[Dataset entries]
= Beginning of Section =

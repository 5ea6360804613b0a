//! Application state for the TUI.
//!
//! Holds everything the renderer reads and turns key presses into state
//! changes or [`Action`]s. Actions that need the database are carried out by
//! the runner in `tui/mod.rs`, which feeds the outcomes back here.

use crate::catalogue::{QueryCatalogue, Selection, TableSpec};
use crate::config::ConnectionConfig;
use crate::db::QueryResult;
use crate::query::{ExecutionOutcome, LoadOutcome};
use crossterm::event::{KeyCode, KeyEvent, KeyEventKind, KeyModifiers};

use super::editor::SqlEditor;
use super::events::Event;

/// Pages listed in the navigation sidebar.
#[derive(Debug, Clone, Copy, PartialEq, Eq, Default)]
pub enum View {
    #[default]
    Introduction,
    LoadTables,
    SqlQueries,
    About,
}

impl View {
    pub const ALL: [View; 4] = [
        View::Introduction,
        View::LoadTables,
        View::SqlQueries,
        View::About,
    ];

    pub fn title(self) -> &'static str {
        match self {
            Self::Introduction => "Introduction",
            Self::LoadTables => "Load Tables",
            Self::SqlQueries => "SQL Queries",
            Self::About => "About",
        }
    }

    fn index(self) -> usize {
        Self::ALL.iter().position(|v| *v == self).unwrap_or(0)
    }
}

/// Which panel receives key presses.
#[derive(Debug, Clone, Copy, PartialEq, Eq, Default)]
pub enum Focus {
    #[default]
    Navigation,
    Picker,
    Editor,
    Results,
}

impl Focus {
    /// Panels reachable with Tab on the given view, in order.
    fn cycle(view: View) -> &'static [Focus] {
        match view {
            View::SqlQueries => &[Focus::Navigation, Focus::Picker, Focus::Editor, Focus::Results],
            View::LoadTables => &[Focus::Navigation, Focus::Results],
            View::Introduction | View::About => &[Focus::Navigation],
        }
    }

    /// Next panel on the given view.
    pub fn next(self, view: View) -> Self {
        let order = Self::cycle(view);
        let at = order.iter().position(|f| *f == self).unwrap_or(0);
        order[(at + 1) % order.len()]
    }
}

/// Work the runner must perform against the database.
#[derive(Debug, Clone, PartialEq, Eq)]
pub enum Action {
    /// Load the four known tables.
    LoadTables,
    /// Execute the given SQL text.
    Execute(String),
}

/// Main application state.
pub struct App {
    /// Whether the application is still running.
    pub running: bool,
    pub view: View,
    pub focus: Focus,
    pub catalogue: QueryCatalogue,
    /// Highlighted position in the picker (questions, then the custom option).
    pub picker_index: usize,
    pub editor: SqlEditor,
    /// Outcome of the last execution.
    pub outcome: Option<ExecutionOutcome>,
    /// Loaded tables, in browsing order. Empty until first loaded.
    pub tables: Vec<(TableSpec, LoadOutcome)>,
    /// Which loaded table is on screen.
    pub table_index: usize,
    /// First visible row of the results panel.
    pub results_scroll: usize,
    /// Database connection info for display.
    pub connection_info: Option<String>,
    /// Set while the runner is waiting on the database.
    pub is_busy: bool,
}

impl App {
    /// Creates a new App instance.
    pub fn new(connection: Option<&ConnectionConfig>) -> Self {
        Self {
            running: true,
            view: View::default(),
            focus: Focus::default(),
            catalogue: QueryCatalogue::builtin(),
            picker_index: 0,
            editor: SqlEditor::new(),
            outcome: None,
            tables: Vec::new(),
            table_index: 0,
            results_scroll: 0,
            connection_info: connection.map(|c| c.display_string()),
            is_busy: false,
        }
        .with_seeded_editor()
    }

    fn with_seeded_editor(mut self) -> Self {
        self.select_picker(0);
        self
    }

    /// Current picker selection.
    pub fn selection(&self) -> Selection {
        self.catalogue.selection_at(self.picker_index)
    }

    /// Moves the picker and replaces the editor text with the selection's SQL.
    pub fn select_picker(&mut self, position: usize) {
        let last = self.catalogue.selection_labels().len().saturating_sub(1);
        self.picker_index = position.min(last);
        let seed = self.catalogue.seed_sql(self.selection());
        self.editor.set_text(seed);
    }

    /// Switches page. Opening Load Tables the first time requests a load.
    pub fn open_view(&mut self, view: View) -> Option<Action> {
        self.view = view;
        self.results_scroll = 0;
        if !Focus::cycle(view).contains(&self.focus) {
            self.focus = Focus::Navigation;
        }
        if view == View::LoadTables && self.tables.is_empty() {
            return Some(Action::LoadTables);
        }
        None
    }

    /// Records an execution outcome.
    pub fn apply_execution(&mut self, outcome: ExecutionOutcome) {
        self.outcome = Some(outcome);
        self.results_scroll = 0;
        self.is_busy = false;
    }

    /// Records freshly loaded tables.
    pub fn apply_tables(&mut self, tables: Vec<(TableSpec, LoadOutcome)>) {
        self.tables = tables;
        self.table_index = self.table_index.min(self.tables.len().saturating_sub(1));
        self.results_scroll = 0;
        self.is_busy = false;
    }

    /// The result currently shown in the results panel, if any.
    pub fn visible_result(&self) -> Option<&QueryResult> {
        match self.view {
            View::SqlQueries => self.outcome.as_ref().and_then(ExecutionOutcome::result),
            View::LoadTables => self
                .tables
                .get(self.table_index)
                .map(|(_, outcome)| &outcome.result),
            View::Introduction | View::About => None,
        }
    }

    /// One-line status for the bottom bar.
    pub fn status_line(&self) -> String {
        if self.is_busy {
            return "Running...".to_string();
        }
        let hints = match (self.view, self.focus) {
            (View::SqlQueries, Focus::Editor) => "F5/Ctrl+E execute · Tab next panel",
            (View::SqlQueries, Focus::Picker) => "↑↓ choose question · Tab next panel",
            (View::LoadTables, _) => "←→ switch table · r reload · ↑↓ scroll",
            (_, Focus::Results) => "↑↓ scroll · Tab next panel",
            _ => "↑↓ choose page · Enter open · Tab next panel",
        };
        format!("{hints} · Ctrl+Q quit")
    }

    /// Handles an event, returning database work for the runner.
    pub fn handle_event(&mut self, event: Event) -> Option<Action> {
        match event {
            Event::Key(key) => self.handle_key(key),
            Event::Resize(_, _) | Event::Tick => None,
        }
    }

    fn handle_key(&mut self, key: KeyEvent) -> Option<Action> {
        if key.kind == KeyEventKind::Release {
            return None;
        }
        let ctrl = key.modifiers.contains(KeyModifiers::CONTROL);

        match key.code {
            KeyCode::Char('c') | KeyCode::Char('q') if ctrl => {
                self.running = false;
                return None;
            }
            KeyCode::Tab => {
                self.focus = self.focus.next(self.view);
                return None;
            }
            KeyCode::F(5) => return self.execute_request(),
            KeyCode::Char('e') if ctrl && self.view == View::SqlQueries => {
                return self.execute_request();
            }
            _ => {}
        }

        match self.focus {
            Focus::Navigation => self.handle_navigation_key(key),
            Focus::Picker => {
                self.handle_picker_key(key);
                None
            }
            Focus::Editor => {
                self.handle_editor_key(key, ctrl);
                None
            }
            Focus::Results => self.handle_results_key(key),
        }
    }

    fn execute_request(&mut self) -> Option<Action> {
        if self.view != View::SqlQueries || self.is_busy {
            return None;
        }
        self.is_busy = true;
        Some(Action::Execute(self.editor.text()))
    }

    fn handle_navigation_key(&mut self, key: KeyEvent) -> Option<Action> {
        let at = self.view.index();
        match key.code {
            KeyCode::Up | KeyCode::Char('k') => {
                self.open_view(View::ALL[(at + View::ALL.len() - 1) % View::ALL.len()])
            }
            KeyCode::Down | KeyCode::Char('j') => {
                self.open_view(View::ALL[(at + 1) % View::ALL.len()])
            }
            KeyCode::Enter | KeyCode::Right => {
                self.focus = self.focus.next(self.view);
                None
            }
            KeyCode::Char('r') if self.view == View::LoadTables => Some(Action::LoadTables),
            _ => None,
        }
    }

    fn handle_picker_key(&mut self, key: KeyEvent) {
        let count = self.catalogue.selection_labels().len();
        match key.code {
            KeyCode::Up | KeyCode::Char('k') => {
                self.select_picker((self.picker_index + count - 1) % count)
            }
            KeyCode::Down | KeyCode::Char('j') => {
                self.select_picker((self.picker_index + 1) % count)
            }
            KeyCode::Home => self.select_picker(0),
            KeyCode::End => self.select_picker(count - 1),
            KeyCode::Enter => self.focus = Focus::Editor,
            _ => {}
        }
    }

    fn handle_editor_key(&mut self, key: KeyEvent, ctrl: bool) {
        match key.code {
            KeyCode::Char('w') if ctrl => self.editor.delete_word_backward(),
            KeyCode::Char(c) if !ctrl => self.editor.insert(c),
            KeyCode::Enter => self.editor.newline(),
            KeyCode::Backspace => self.editor.backspace(),
            KeyCode::Delete => self.editor.delete(),
            KeyCode::Left => self.editor.move_left(),
            KeyCode::Right => self.editor.move_right(),
            KeyCode::Up => self.editor.move_up(),
            KeyCode::Down => self.editor.move_down(),
            KeyCode::Home => self.editor.move_home(),
            KeyCode::End => self.editor.move_end(),
            KeyCode::Esc => self.focus = Focus::Navigation,
            _ => {}
        }
    }

    fn handle_results_key(&mut self, key: KeyEvent) -> Option<Action> {
        let rows = self.visible_result().map(|r| r.rows.len()).unwrap_or(0);
        match key.code {
            KeyCode::Up | KeyCode::Char('k') => {
                self.results_scroll = self.results_scroll.saturating_sub(1)
            }
            KeyCode::Down | KeyCode::Char('j') => {
                self.results_scroll = (self.results_scroll + 1).min(rows.saturating_sub(1))
            }
            KeyCode::PageUp => self.results_scroll = self.results_scroll.saturating_sub(10),
            KeyCode::PageDown => {
                self.results_scroll = (self.results_scroll + 10).min(rows.saturating_sub(1))
            }
            KeyCode::Home => self.results_scroll = 0,
            KeyCode::Left if self.view == View::LoadTables => {
                self.table_index = self.table_index.saturating_sub(1);
                self.results_scroll = 0;
            }
            KeyCode::Right if self.view == View::LoadTables => {
                if self.table_index + 1 < self.tables.len() {
                    self.table_index += 1;
                    self.results_scroll = 0;
                }
            }
            KeyCode::Char('r') if self.view == View::LoadTables => return Some(Action::LoadTables),
            KeyCode::Esc => self.focus = Focus::Navigation,
            _ => {}
        }
        None
    }
}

= End of Section =

_Try it_
Give a single number: the count of lines above that include the word "presses".

_Response to the task_
2